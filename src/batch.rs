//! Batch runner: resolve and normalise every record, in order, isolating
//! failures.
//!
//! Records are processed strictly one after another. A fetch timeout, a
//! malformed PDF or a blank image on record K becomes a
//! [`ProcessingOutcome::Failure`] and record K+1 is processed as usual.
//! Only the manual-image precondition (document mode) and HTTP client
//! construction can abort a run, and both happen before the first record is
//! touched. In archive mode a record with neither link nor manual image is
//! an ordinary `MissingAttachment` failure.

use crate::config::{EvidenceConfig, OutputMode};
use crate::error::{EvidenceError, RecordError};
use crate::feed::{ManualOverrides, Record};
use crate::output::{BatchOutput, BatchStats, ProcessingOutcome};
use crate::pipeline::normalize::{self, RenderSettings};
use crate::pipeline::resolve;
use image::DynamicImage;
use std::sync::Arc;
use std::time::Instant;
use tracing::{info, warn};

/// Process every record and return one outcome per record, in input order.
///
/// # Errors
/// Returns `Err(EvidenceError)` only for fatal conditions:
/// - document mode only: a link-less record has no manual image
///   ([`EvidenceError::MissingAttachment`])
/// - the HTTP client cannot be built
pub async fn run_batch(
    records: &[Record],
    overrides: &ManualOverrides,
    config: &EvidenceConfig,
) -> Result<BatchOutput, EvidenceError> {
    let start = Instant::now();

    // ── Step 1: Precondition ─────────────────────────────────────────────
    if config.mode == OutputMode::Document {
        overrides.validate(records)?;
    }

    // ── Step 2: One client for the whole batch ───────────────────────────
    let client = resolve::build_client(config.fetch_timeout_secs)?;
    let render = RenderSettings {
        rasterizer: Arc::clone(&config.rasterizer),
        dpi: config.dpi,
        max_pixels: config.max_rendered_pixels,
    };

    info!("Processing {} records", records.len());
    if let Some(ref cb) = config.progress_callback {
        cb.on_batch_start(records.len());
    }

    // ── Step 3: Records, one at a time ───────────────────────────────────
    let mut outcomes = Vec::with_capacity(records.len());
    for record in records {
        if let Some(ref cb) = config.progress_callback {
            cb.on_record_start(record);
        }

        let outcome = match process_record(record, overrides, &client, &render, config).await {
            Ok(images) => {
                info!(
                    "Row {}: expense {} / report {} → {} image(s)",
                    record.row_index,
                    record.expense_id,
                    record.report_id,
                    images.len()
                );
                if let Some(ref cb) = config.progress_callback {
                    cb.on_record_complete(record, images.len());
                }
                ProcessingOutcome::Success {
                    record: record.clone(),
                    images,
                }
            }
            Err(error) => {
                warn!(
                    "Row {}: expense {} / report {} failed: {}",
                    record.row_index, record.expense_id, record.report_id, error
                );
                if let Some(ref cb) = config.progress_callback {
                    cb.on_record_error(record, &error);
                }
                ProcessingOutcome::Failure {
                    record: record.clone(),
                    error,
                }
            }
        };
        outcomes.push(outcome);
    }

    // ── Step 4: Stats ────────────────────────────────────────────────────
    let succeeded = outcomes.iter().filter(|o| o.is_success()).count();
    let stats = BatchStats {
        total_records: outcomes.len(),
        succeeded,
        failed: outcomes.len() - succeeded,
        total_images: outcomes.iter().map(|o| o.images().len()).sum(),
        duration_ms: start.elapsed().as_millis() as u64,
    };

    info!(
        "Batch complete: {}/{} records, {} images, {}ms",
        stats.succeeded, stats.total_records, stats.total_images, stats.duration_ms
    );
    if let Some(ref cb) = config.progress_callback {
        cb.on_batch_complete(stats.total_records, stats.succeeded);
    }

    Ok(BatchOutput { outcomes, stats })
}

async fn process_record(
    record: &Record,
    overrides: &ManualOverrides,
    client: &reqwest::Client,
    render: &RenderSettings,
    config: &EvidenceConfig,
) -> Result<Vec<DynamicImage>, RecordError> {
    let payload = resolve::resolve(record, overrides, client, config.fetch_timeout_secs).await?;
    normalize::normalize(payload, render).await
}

**WORK INSTRUCTION**
Tally every line of the data that includes "ProcessingOutcome". Report the number and nothing more.

**OUTPUT**
4